== Data

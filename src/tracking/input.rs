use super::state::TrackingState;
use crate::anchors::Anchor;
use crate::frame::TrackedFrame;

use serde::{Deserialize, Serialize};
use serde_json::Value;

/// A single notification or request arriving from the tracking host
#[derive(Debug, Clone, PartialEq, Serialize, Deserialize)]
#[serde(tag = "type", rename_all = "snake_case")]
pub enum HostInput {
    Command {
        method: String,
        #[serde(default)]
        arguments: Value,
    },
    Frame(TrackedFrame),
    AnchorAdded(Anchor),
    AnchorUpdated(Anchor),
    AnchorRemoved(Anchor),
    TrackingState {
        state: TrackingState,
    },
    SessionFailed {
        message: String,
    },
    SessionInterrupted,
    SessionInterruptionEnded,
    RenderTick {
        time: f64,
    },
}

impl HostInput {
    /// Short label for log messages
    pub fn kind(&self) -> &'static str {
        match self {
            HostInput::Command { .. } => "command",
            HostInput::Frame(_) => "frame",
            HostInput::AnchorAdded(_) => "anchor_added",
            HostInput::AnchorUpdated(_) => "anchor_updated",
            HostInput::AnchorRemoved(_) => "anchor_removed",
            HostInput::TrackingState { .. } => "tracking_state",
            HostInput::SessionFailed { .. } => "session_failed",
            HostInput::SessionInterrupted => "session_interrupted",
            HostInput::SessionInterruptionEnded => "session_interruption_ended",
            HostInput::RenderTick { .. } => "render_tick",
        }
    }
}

====
== Data

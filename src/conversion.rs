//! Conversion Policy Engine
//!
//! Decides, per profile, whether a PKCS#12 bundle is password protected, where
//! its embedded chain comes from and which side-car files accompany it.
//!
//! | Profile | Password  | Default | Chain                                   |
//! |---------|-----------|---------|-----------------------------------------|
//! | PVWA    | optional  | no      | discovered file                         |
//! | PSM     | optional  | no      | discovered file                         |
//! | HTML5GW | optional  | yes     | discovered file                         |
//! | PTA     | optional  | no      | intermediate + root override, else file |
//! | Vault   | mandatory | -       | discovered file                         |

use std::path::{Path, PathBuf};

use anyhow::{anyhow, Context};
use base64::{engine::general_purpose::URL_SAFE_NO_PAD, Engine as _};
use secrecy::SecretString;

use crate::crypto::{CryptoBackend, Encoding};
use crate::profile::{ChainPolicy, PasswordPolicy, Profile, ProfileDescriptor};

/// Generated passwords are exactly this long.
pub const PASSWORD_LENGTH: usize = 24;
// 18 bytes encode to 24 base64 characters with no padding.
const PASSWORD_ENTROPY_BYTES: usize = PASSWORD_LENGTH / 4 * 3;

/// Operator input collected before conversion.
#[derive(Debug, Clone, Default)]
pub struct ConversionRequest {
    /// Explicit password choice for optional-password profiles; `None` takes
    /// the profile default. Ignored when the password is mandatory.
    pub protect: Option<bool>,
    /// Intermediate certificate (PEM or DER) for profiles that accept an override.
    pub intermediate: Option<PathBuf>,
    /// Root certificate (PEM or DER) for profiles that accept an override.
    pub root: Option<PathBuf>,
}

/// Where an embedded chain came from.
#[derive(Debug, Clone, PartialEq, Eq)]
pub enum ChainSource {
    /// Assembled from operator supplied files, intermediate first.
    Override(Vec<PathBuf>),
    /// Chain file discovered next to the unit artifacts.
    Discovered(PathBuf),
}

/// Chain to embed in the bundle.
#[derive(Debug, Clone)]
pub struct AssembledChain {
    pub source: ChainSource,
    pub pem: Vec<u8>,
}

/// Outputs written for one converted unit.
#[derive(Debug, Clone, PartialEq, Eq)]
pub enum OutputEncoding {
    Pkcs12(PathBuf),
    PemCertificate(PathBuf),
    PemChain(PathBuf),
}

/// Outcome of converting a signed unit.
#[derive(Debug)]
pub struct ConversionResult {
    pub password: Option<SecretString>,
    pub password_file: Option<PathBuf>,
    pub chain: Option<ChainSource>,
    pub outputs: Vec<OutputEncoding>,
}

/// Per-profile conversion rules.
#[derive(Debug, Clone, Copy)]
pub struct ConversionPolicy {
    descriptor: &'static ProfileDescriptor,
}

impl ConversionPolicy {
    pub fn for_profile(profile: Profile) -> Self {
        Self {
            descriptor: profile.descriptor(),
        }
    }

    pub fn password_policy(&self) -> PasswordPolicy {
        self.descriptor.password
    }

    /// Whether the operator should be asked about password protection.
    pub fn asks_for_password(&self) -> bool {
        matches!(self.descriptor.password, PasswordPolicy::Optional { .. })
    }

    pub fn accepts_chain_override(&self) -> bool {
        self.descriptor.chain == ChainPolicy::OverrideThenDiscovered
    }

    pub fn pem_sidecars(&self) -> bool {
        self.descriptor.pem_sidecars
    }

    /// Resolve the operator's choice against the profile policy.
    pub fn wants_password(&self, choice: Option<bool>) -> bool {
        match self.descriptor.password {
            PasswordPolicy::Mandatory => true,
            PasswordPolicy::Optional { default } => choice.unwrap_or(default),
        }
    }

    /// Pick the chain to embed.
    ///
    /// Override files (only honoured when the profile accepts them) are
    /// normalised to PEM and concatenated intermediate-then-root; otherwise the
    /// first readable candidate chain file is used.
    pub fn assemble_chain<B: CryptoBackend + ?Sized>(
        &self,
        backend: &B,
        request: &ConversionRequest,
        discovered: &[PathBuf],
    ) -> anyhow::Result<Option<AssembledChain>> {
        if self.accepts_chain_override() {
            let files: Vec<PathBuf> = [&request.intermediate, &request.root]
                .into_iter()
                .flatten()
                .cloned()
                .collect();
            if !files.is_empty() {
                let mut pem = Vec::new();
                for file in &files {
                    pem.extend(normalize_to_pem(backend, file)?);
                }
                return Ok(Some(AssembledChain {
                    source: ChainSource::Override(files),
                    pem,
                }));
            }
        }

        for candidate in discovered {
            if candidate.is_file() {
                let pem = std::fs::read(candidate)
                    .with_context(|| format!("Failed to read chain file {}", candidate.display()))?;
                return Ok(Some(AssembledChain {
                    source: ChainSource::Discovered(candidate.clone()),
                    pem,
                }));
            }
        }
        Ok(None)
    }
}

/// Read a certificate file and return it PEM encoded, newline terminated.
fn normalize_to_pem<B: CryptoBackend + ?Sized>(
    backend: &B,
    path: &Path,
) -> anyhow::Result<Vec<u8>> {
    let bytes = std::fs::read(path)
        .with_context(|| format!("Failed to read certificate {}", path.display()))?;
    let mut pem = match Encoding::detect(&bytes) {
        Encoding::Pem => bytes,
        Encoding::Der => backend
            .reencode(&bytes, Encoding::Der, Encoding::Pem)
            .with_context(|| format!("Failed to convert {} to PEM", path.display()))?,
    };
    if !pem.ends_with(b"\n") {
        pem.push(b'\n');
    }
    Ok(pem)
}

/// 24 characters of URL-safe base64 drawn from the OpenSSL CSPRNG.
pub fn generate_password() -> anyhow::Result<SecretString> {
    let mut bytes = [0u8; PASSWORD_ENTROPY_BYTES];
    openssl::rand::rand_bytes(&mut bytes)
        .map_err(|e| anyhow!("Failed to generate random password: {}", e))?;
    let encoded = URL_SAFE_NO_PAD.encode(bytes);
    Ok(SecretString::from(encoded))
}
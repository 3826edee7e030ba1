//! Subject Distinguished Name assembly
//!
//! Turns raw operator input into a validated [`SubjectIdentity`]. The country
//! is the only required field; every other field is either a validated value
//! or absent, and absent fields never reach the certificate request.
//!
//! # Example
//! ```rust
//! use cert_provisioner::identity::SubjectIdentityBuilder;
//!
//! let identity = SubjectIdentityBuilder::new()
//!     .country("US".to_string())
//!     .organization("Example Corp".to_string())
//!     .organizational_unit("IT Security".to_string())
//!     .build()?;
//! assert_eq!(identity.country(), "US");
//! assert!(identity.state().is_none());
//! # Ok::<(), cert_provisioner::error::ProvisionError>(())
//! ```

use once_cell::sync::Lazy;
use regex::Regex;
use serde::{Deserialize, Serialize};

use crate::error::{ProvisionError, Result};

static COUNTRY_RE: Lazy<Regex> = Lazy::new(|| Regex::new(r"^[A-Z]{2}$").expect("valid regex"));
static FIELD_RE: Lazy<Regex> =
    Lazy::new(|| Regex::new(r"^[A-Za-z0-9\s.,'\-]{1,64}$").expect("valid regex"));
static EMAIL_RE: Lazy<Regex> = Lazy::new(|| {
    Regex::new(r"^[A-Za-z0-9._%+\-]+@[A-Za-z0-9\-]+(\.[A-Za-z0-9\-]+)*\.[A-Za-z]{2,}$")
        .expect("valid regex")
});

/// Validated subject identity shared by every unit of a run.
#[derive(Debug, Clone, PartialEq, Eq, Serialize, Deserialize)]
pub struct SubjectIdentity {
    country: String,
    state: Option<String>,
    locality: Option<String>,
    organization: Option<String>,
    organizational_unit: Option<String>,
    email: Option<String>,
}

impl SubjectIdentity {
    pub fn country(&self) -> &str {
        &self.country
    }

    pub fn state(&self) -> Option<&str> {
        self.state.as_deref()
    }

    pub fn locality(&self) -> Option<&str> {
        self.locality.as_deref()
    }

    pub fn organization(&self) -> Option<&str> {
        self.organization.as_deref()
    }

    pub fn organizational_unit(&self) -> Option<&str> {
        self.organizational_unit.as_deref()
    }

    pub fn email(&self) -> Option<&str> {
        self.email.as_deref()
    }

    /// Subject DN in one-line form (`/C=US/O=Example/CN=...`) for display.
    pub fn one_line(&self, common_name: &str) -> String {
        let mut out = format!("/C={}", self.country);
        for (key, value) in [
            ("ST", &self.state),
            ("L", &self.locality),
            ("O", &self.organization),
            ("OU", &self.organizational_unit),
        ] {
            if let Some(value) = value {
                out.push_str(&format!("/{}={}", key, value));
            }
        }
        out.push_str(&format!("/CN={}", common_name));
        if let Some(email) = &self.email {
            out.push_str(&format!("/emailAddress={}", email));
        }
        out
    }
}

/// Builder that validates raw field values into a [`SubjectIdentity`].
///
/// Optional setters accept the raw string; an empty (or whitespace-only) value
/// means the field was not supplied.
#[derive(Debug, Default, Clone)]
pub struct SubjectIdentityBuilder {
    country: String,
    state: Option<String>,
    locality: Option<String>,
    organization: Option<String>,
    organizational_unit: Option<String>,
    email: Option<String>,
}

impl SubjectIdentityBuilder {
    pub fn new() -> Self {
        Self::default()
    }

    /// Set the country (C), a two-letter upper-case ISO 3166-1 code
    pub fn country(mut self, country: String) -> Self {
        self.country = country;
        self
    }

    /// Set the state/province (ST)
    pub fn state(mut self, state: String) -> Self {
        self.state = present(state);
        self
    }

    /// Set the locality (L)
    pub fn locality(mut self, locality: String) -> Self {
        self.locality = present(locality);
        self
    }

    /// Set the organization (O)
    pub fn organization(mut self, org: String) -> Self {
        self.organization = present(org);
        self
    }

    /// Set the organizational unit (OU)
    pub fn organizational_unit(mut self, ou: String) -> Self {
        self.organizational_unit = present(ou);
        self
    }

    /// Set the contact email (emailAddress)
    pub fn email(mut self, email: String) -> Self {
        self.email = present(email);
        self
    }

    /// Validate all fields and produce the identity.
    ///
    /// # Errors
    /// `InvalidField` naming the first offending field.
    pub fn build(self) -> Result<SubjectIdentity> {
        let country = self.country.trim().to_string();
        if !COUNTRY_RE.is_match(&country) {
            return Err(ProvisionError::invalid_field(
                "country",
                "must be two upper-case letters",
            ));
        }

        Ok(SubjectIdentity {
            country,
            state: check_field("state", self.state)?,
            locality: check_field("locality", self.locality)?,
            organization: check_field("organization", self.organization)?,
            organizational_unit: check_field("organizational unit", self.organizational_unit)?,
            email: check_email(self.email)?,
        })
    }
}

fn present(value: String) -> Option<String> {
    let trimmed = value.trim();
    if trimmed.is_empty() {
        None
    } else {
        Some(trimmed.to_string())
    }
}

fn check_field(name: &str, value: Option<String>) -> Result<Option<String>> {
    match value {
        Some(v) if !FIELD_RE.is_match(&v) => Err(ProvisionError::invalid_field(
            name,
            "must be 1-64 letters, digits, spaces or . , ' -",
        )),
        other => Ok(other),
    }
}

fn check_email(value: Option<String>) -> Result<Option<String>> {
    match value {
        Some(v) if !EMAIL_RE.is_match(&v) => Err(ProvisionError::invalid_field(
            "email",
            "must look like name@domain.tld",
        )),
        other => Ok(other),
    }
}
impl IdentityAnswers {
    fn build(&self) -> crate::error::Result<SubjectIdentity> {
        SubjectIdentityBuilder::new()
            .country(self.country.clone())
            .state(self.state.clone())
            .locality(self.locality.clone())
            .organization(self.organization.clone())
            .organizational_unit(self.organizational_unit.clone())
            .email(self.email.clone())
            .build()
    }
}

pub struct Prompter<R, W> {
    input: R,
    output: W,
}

====
== Data

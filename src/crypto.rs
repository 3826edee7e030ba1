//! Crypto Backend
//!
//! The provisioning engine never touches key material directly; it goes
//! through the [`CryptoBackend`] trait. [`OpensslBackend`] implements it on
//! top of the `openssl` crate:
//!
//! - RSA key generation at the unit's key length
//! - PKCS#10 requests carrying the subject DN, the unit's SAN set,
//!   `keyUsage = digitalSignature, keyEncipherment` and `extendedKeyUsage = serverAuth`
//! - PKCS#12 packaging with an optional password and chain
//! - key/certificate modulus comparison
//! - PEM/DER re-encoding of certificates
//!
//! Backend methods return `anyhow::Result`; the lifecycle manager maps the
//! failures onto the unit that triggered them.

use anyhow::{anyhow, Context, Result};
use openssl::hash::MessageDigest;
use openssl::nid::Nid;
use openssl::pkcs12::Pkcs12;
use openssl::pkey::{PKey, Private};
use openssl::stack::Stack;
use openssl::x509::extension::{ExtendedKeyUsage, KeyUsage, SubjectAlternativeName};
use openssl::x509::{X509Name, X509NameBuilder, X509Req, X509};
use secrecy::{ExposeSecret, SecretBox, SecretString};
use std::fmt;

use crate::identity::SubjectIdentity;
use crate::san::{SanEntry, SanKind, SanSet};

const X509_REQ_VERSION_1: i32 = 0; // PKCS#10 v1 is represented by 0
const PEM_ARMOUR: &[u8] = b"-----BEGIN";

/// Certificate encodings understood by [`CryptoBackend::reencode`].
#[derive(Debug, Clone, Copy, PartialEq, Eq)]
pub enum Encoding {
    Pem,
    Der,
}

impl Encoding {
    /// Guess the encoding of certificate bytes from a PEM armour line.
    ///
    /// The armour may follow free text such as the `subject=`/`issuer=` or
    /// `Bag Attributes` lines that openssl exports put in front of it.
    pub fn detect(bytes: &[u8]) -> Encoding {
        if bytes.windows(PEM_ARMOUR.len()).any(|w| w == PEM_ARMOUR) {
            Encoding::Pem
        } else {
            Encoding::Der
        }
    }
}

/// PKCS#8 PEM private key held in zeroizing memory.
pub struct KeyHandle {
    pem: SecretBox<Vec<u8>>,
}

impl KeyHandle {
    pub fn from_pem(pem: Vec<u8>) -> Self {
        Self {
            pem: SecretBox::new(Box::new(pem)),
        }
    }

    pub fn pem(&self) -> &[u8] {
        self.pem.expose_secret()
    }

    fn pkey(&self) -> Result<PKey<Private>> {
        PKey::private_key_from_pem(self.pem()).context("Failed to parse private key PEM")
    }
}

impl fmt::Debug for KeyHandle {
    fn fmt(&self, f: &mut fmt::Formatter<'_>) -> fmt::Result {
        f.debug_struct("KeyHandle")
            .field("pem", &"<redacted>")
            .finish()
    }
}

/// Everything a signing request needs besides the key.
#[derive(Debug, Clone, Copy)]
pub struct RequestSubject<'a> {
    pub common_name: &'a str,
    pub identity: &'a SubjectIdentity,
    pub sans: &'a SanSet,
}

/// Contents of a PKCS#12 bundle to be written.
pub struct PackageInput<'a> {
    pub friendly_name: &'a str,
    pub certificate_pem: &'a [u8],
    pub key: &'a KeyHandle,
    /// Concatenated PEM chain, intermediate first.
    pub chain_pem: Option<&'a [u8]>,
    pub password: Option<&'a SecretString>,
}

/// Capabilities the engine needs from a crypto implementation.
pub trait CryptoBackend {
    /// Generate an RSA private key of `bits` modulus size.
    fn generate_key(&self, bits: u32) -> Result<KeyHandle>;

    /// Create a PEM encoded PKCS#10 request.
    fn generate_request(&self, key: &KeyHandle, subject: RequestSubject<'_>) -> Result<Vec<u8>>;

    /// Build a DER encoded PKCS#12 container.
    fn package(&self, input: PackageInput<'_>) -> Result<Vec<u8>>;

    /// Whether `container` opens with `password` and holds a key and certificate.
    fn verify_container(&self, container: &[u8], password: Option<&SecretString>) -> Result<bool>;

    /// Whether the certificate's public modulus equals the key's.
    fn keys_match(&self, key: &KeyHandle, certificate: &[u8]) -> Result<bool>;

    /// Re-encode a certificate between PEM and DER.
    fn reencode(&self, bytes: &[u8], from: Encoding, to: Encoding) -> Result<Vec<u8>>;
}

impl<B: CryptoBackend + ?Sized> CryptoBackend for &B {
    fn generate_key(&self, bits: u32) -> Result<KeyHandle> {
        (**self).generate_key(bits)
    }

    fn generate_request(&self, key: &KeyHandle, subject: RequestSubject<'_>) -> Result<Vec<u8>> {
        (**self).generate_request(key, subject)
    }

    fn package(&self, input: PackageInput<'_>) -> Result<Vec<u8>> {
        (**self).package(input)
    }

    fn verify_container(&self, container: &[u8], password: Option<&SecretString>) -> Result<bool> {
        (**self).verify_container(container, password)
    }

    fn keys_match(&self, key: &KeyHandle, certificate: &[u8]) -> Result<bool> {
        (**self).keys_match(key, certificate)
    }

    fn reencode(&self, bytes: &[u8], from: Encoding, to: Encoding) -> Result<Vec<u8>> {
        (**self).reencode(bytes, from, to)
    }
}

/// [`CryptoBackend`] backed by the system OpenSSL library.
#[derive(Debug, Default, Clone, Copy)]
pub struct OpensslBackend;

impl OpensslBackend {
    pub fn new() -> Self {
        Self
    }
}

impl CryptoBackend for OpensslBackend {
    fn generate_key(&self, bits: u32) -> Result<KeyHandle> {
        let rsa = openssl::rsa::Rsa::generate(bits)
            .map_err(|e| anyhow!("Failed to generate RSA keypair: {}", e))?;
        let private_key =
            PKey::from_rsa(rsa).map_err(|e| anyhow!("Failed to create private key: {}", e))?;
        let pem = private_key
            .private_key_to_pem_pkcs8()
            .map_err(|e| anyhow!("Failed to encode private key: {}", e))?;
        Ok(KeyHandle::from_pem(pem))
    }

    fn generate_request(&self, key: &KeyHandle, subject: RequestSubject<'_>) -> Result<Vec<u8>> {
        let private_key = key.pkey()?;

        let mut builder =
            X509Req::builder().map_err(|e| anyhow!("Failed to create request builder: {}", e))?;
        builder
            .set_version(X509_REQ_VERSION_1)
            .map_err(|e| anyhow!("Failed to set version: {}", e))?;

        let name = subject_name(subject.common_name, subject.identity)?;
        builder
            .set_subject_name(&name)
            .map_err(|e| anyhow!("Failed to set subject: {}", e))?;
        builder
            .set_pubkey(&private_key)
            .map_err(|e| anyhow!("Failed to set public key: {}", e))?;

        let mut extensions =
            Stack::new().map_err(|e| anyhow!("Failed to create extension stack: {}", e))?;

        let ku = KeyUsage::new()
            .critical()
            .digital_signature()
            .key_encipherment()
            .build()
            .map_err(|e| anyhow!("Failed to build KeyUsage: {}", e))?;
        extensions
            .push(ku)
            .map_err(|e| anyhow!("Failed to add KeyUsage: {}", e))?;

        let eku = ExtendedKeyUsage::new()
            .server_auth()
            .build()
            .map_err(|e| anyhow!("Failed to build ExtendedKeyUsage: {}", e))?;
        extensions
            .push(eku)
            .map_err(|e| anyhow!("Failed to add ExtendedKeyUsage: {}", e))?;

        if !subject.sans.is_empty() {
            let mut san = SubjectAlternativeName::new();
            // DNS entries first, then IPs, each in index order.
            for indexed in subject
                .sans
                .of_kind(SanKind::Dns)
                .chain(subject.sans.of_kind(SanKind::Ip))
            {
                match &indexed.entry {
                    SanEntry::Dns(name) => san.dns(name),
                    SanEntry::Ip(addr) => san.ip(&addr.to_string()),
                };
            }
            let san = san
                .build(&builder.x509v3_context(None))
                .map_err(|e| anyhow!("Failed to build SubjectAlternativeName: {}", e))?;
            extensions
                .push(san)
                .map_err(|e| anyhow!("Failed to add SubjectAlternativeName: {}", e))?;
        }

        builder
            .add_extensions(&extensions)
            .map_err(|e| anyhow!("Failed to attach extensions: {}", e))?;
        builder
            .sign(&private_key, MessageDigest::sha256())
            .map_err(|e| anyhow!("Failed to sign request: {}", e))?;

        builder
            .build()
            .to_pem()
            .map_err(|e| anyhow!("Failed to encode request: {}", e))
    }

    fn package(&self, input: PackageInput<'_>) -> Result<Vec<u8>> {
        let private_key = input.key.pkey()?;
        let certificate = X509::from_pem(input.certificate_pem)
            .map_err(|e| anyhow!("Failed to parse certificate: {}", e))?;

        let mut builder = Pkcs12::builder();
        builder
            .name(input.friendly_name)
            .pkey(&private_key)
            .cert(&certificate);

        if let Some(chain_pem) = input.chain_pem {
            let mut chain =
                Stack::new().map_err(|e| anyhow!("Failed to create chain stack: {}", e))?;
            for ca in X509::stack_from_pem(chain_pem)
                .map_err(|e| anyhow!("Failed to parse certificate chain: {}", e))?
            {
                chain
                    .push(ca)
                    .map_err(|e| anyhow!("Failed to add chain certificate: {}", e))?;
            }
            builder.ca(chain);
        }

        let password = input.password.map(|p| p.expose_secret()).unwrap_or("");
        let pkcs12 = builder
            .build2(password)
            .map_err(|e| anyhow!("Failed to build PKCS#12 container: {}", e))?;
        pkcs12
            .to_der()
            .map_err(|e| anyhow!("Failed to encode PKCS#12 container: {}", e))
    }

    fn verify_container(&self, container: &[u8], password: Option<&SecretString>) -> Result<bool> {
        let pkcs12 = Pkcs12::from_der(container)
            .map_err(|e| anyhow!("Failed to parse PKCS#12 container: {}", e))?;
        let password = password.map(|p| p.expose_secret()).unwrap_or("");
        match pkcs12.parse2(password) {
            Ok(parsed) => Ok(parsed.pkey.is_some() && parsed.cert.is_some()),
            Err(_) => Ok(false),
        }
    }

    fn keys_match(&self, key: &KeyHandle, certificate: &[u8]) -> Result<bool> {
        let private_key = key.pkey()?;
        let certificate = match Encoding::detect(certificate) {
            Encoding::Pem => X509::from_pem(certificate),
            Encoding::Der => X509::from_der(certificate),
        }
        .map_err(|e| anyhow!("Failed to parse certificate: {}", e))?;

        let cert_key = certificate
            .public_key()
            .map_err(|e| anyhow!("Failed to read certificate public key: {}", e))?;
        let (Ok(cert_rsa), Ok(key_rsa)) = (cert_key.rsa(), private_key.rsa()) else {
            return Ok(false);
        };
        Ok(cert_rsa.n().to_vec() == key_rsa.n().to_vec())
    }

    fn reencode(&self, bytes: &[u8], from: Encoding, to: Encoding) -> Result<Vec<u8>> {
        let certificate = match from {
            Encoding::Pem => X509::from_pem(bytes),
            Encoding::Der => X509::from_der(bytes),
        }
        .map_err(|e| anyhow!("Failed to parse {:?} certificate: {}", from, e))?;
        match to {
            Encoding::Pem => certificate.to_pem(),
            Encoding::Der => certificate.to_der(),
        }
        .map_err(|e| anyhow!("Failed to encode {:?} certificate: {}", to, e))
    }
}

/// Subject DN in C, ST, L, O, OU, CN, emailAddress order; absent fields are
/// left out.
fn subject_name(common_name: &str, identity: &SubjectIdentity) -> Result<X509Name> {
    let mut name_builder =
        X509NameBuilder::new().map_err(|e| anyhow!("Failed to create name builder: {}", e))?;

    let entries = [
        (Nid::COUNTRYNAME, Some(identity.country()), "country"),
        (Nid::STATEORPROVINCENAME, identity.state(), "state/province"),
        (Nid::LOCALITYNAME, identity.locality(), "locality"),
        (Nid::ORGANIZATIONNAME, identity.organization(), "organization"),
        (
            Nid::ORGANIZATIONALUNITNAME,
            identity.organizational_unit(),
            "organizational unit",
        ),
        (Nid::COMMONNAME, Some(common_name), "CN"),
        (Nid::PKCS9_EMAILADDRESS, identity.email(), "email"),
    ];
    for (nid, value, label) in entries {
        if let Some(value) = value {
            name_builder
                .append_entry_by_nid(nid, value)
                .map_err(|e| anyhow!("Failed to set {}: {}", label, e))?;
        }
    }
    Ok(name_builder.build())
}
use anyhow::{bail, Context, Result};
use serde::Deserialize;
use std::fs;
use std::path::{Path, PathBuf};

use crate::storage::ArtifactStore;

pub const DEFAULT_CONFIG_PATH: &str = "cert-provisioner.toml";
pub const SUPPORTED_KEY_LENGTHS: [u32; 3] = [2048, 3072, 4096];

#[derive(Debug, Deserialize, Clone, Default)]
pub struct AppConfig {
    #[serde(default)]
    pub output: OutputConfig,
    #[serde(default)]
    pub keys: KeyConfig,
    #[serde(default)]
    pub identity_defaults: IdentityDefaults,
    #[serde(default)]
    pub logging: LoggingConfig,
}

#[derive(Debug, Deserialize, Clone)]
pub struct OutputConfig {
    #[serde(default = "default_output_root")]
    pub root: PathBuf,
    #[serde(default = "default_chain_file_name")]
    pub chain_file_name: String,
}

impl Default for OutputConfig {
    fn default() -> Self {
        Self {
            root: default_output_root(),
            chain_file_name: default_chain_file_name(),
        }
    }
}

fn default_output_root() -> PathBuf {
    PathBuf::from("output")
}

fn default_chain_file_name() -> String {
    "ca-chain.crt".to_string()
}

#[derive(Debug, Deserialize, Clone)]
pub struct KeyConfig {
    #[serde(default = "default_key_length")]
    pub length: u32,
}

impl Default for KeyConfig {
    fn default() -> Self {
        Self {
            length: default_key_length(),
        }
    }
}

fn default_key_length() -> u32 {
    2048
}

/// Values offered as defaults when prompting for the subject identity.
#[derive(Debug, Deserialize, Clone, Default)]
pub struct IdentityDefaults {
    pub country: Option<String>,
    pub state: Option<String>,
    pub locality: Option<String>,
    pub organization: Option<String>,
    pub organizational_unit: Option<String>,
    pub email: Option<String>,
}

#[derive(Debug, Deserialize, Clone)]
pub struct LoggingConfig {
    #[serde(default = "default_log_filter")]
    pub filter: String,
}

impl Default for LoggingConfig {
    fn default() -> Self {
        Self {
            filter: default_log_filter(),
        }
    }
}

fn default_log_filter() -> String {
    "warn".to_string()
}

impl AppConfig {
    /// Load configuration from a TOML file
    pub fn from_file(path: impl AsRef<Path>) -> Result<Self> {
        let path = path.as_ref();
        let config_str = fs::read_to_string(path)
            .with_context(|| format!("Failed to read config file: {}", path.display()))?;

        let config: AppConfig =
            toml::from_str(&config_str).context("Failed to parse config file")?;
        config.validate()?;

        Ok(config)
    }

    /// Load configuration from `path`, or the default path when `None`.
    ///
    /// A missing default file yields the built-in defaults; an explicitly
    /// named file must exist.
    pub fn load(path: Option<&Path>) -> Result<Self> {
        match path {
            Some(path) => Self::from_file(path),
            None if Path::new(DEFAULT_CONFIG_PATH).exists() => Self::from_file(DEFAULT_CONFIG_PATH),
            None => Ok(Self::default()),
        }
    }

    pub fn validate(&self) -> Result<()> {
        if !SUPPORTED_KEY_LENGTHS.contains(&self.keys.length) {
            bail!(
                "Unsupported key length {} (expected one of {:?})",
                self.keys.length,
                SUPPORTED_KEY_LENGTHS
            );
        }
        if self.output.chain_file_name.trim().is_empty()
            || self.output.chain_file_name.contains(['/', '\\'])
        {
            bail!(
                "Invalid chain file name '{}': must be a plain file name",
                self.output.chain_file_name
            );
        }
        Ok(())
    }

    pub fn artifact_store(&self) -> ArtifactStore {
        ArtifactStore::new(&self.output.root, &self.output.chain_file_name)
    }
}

====

## Exercise description
In the listing above, find the line containing "filename src/tracking/input.rs" and the line containing "the tracking host", then repeat those two lines and everything between them exactly.

## Answer section
filename src/tracking/input.rs
use super::state::TrackingState;
use crate::anchors::Anchor;
use crate::frame::TrackedFrame;

use serde::{Deserialize, Serialize};
use serde_json::Value;

/// A single notification or request arriving from the tracking host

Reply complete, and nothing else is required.